Over the past 5 years, Metro has paid out nearly $2.4 million in grievance back pay for work never done, according to documents obtained by Unsuck DC Metro in a freedom of information request.
Worse yet, a good chunk of that money has gone to people like the McGruff assaulter, and the bus driver charged with negligent homicide, both of whom were fired--for a period--and then rehired with back pay.
According to a source familiar with Metro's finances, some of the $2.4 million is paid out in labor "squabbles," for example when someone with less seniority gets to work overtime when it should have been offered to someone with more seniority.
But, they add, there are "serious outrages" hidden in those numbers.

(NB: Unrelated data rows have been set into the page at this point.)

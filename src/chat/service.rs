use std::sync::Arc;

use sqlx::{SqliteConnection, SqlitePool};
use tracing::{debug, info};

use super::responder::{BotReply, ResponseGenerator};
use super::types::*;
use crate::config::AppConfig;
use crate::crisis::{CrisisService, CrisisSource};
use crate::database::models::{ChatMessage, ChatSession};
use crate::database::{new_id, now};
use crate::error::AppError;
use crate::gamification::GamificationService;
use crate::validation::{max_length, require_range, require_text};

const MAX_MESSAGE_CHARS: usize = 2000;

/// Chat sessions with the scripted support bot.
pub struct ChatService {
    pool: SqlitePool,
    config: Arc<AppConfig>,
    responder: ResponseGenerator,
}

impl ChatService {
    pub fn new(pool: SqlitePool, config: Arc<AppConfig>) -> Self {
        Self {
            pool,
            config,
            responder: ResponseGenerator::new(),
        }
    }

    pub async fn start_session(&self, user_id: &str, request: StartSession) -> Result<ChatSession, AppError> {
        let title = request.title.unwrap_or_default();
        let title = title.trim();
        max_length("Session title", title, 200)?;

        let framework = match request.framework.as_deref().filter(|f| !f.is_empty()) {
            Some(f) => TherapyFramework::from_str(f)
                .ok_or_else(|| AppError::validation(format!("Unknown therapy framework: {}", f)))?
                .as_str()
                .to_string(),
            None => self.config.chat.default_framework.clone(),
        };

        let id = new_id();
        sqlx::query(
            r#"
            INSERT INTO chat_sessions (id, user_id, session_title, status, ai_model_version, therapy_framework, started_at)
            VALUES (?, ?, ?, ?, ?, ?, ?)
            "#,
        )
        .bind(&id)
        .bind(user_id)
        .bind(title)
        .bind(SessionStatus::Active.as_str())
        .bind(&self.config.chat.ai_model_version)
        .bind(&framework)
        .bind(now())
        .execute(&self.pool)
        .await?;

        info!("Started chat session {}", id);
        self.fetch_session(&id).await
    }

    pub async fn list_sessions(&self, user_id: &str) -> Result<Vec<ChatSession>, AppError> {
        let sessions = sqlx::query_as::<_, ChatSession>(
            "SELECT * FROM chat_sessions WHERE user_id = ? ORDER BY started_at DESC",
        )
        .bind(user_id)
        .fetch_all(&self.pool)
        .await?;
        Ok(sessions)
    }

    pub async fn recent_sessions(&self, user_id: &str, limit: i64) -> Result<Vec<ChatSession>, AppError> {
        let sessions = sqlx::query_as::<_, ChatSession>(
            "SELECT * FROM chat_sessions WHERE user_id = ? ORDER BY started_at DESC LIMIT ?",
        )
        .bind(user_id)
        .bind(limit)
        .fetch_all(&self.pool)
        .await?;
        Ok(sessions)
    }

    async fn fetch_session(&self, session_id: &str) -> Result<ChatSession, AppError> {
        sqlx::query_as::<_, ChatSession>("SELECT * FROM chat_sessions WHERE id = ?")
            .bind(session_id)
            .fetch_optional(&self.pool)
            .await?
            .ok_or_else(|| AppError::not_found("Chat session"))
    }

    /// The session if `user_id` owns it. Other users get NotFound so session
    /// ids are not probeable.
    async fn owned_session(&self, user_id: &str, session_id: &str) -> Result<ChatSession, AppError> {
        let session = self.fetch_session(session_id).await?;
        if session.user_id != user_id {
            return Err(AppError::not_found("Chat session"));
        }
        Ok(session)
    }

    /// Session with its messages in the order they were sent. Staff may read
    /// any session.
    pub async fn get_session(
        &self,
        user_id: &str,
        is_staff: bool,
        session_id: &str,
    ) -> Result<SessionTranscript, AppError> {
        let session = if is_staff {
            self.fetch_session(session_id).await?
        } else {
            self.owned_session(user_id, session_id).await?
        };

        let messages = sqlx::query_as::<_, ChatMessage>(
            "SELECT * FROM chat_messages WHERE session_id = ? ORDER BY seq ASC",
        )
        .bind(session_id)
        .fetch_all(&self.pool)
        .await?;

        Ok(SessionTranscript { session, messages })
    }

    /// Store the user's message, answer it and run crisis detection.
    pub async fn send_message(&self, user_id: &str, session_id: &str, text: &str) -> Result<ChatExchange, AppError> {
        let text = require_text("Message", text, MAX_MESSAGE_CHARS)?;
        let session = self.owned_session(user_id, session_id).await?;
        if session.status == SessionStatus::Ended.as_str() {
            return Err(AppError::validation("This chat session has ended"));
        }
        let limit = self.config.chat.max_messages_per_session;
        if session.total_messages + 2 > limit {
            return Err(Self::limit_reached(limit));
        }

        let crisis_service = CrisisService::new(self.pool.clone(), self.config.clone());
        let crisis = crisis_service.detector().scan(&text);

        let mut reply = match &crisis {
            Some(_) => {
                let country: Option<String> = sqlx::query_scalar("SELECT country FROM users WHERE id = ?")
                    .bind(user_id)
                    .fetch_optional(&self.pool)
                    .await?;
                let hotlines = crisis_service.resources_for_country(country.as_deref()).await?;
                let hotline = hotlines
                    .iter()
                    .find(|r| !r.phone_number.is_empty())
                    .map(|r| (r.name.as_str(), r.phone_number.as_str()));
                self.responder.crisis_reply(hotline)
            }
            None => self.responder.respond(&text),
        };

        let mut keywords = std::mem::take(&mut reply.keywords);
        if let Some(found) = &crisis {
            keywords.extend(found.keywords.iter().cloned());
        }

        let mut tx = self.pool.begin().await?;

        // claim both message slots before writing anything else
        let reserved: Option<i64> = sqlx::query_scalar(
            r#"
            UPDATE chat_sessions SET total_messages = total_messages + 2
            WHERE id = ? AND status != ? AND total_messages + 2 <= ?
            RETURNING total_messages
            "#,
        )
        .bind(session_id)
        .bind(SessionStatus::Ended.as_str())
        .bind(limit)
        .fetch_optional(&mut *tx)
        .await?;
        let Some(total) = reserved else {
            let status: String = sqlx::query_scalar("SELECT status FROM chat_sessions WHERE id = ?")
                .bind(session_id)
                .fetch_one(&mut *tx)
                .await?;
            return Err(if status == SessionStatus::Ended.as_str() {
                AppError::validation("This chat session has ended")
            } else {
                Self::limit_reached(limit)
            });
        };
        let seq = total - 2;

        let user_message_id =
            Self::insert_message(&mut tx, session_id, Sender::User, &text, &keywords, crisis.is_some(), seq).await?;

        let mut crisis_alert_id = None;
        if let Some(found) = &crisis {
            let alert_id = crisis_service
                .raise_with(&mut tx, user_id, CrisisSource::Chat { session_id }, &text, found)
                .await?;
            sqlx::query(
                r#"
                UPDATE chat_sessions
                SET crisis_detected = 1, status = ?, crisis_severity = MAX(COALESCE(crisis_severity, 0), ?)
                WHERE id = ?
                "#,
            )
            .bind(SessionStatus::CrisisDetected.as_str())
            .bind(found.severity.numeric())
            .bind(session_id)
            .execute(&mut *tx)
            .await?;
            crisis_alert_id = Some(alert_id);
        }

        let bot_message_id = Self::insert_bot_reply(&mut tx, session_id, &reply, seq + 1).await?;
        tx.commit().await?;

        debug!("Session {} answered with {}", session_id, reply.template_key);
        Ok(ChatExchange {
            user_message: self.fetch_message(&user_message_id).await?,
            bot_message: self.fetch_message(&bot_message_id).await?,
            crisis_detected: crisis.is_some(),
            crisis_severity: crisis.map(|found| found.severity),
            crisis_alert_id,
        })
    }

    fn limit_reached(limit: i64) -> AppError {
        AppError::validation(format!(
            "This session has reached its limit of {} messages. Please start a new session.",
            limit
        ))
    }

    async fn insert_message(
        conn: &mut SqliteConnection,
        session_id: &str,
        sender: Sender,
        text: &str,
        keywords: &[String],
        crisis: bool,
        seq: i64,
    ) -> Result<String, AppError> {
        let id = new_id();
        sqlx::query(
            r#"
            INSERT INTO chat_messages
            (id, session_id, sender, message_text, keywords_extracted, contains_crisis_keywords,
             requires_intervention, created_at, seq)
            VALUES (?, ?, ?, ?, ?, ?, ?, ?, ?)
            "#,
        )
        .bind(&id)
        .bind(session_id)
        .bind(sender.as_str())
        .bind(text)
        .bind(serde_json::to_string(keywords)?)
        .bind(crisis)
        .bind(crisis)
        .bind(now())
        .bind(seq)
        .execute(&mut *conn)
        .await?;
        Ok(id)
    }

    async fn insert_bot_reply(
        conn: &mut SqliteConnection,
        session_id: &str,
        reply: &BotReply,
        seq: i64,
    ) -> Result<String, AppError> {
        let message_id = Self::insert_message(conn, session_id, Sender::Bot, &reply.text, &[], false, seq).await?;

        sqlx::query(
            "INSERT INTO bot_responses (id, message_id, response_template, confidence_score, created_at) VALUES (?, ?, ?, ?, ?)",
        )
        .bind(new_id())
        .bind(&message_id)
        .bind(&reply.template_key)
        .bind(reply.confidence)
        .bind(now())
        .execute(&mut *conn)
        .await?;
        Ok(message_id)
    }

    async fn fetch_message(&self, message_id: &str) -> Result<ChatMessage, AppError> {
        let message = sqlx::query_as::<_, ChatMessage>("SELECT * FROM chat_messages WHERE id = ?")
            .bind(message_id)
            .fetch_one(&self.pool)
            .await?;
        Ok(message)
    }

    /// End a session and award the completion points.
    pub async fn end_session(&self, user_id: &str, session_id: &str) -> Result<ChatSession, AppError> {
        let session = self.owned_session(user_id, session_id).await?;
        if session.status == SessionStatus::Ended.as_str() {
            return Err(AppError::validation("This chat session has already ended"));
        }

        let ended = sqlx::query("UPDATE chat_sessions SET status = ?, ended_at = ? WHERE id = ? AND status != ?")
            .bind(SessionStatus::Ended.as_str())
            .bind(now())
            .bind(session_id)
            .bind(SessionStatus::Ended.as_str())
            .execute(&self.pool)
            .await?;
        if ended.rows_affected() == 0 {
            return Err(AppError::validation("This chat session has already ended"));
        }

        GamificationService::new(self.pool.clone(), self.config.clone())
            .award_points(user_id, self.config.gamification.points_per_chat_session)
            .await?;

        info!("Ended chat session {} after {} messages", session_id, session.total_messages);
        self.fetch_session(session_id).await
    }

    /// Rate a bot reply in one of the caller's sessions.
    pub async fn rate_response(&self, user_id: &str, message_id: &str, rating: RateResponse) -> Result<(), AppError> {
        require_range("Rating", rating.rating, 1, 5)?;

        let result = sqlx::query(
            r#"
            UPDATE bot_responses SET user_rating = ?, was_helpful = ?
            WHERE message_id = ?
              AND message_id IN (
                  SELECT m.id FROM chat_messages m JOIN chat_sessions s ON s.id = m.session_id
                  WHERE m.sender = 'bot' AND s.user_id = ?
              )
            "#,
        )
        .bind(rating.rating)
        .bind(rating.was_helpful)
        .bind(message_id)
        .bind(user_id)
        .execute(&self.pool)
        .await?;

        if result.rows_affected() == 0 {
            return Err(AppError::not_found("Bot message"));
        }
        Ok(())
    }
}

A lot of cases, like the McGruff case, are "because someone didn't dot all of the i's and cross the t's," the source said.
During my tenure there, there were several cases of revenue collection people being caught on video filling their pockets with money from the ticket vending machines in the rail stations and then getting their jobs back after filing a grievance.According to the documents, "most grievances are settlements with local 689. There are very few with 922 and local 2."
In my personal interactions with the fine folks from the Metro Employee and Labor Relations Department, it always appeared to me that they were 100 percent in the pockets of the unions; others were just plain incompetent and made up the rules as they went along.
According to Metro, ATU 689 makes up 69 percent of the workforce at Metro. Local 922, the International Brotherhood of Teamsters, makes up 3 percent and Local 2, the Office and Professional Employees International Union, makes up 7 percent.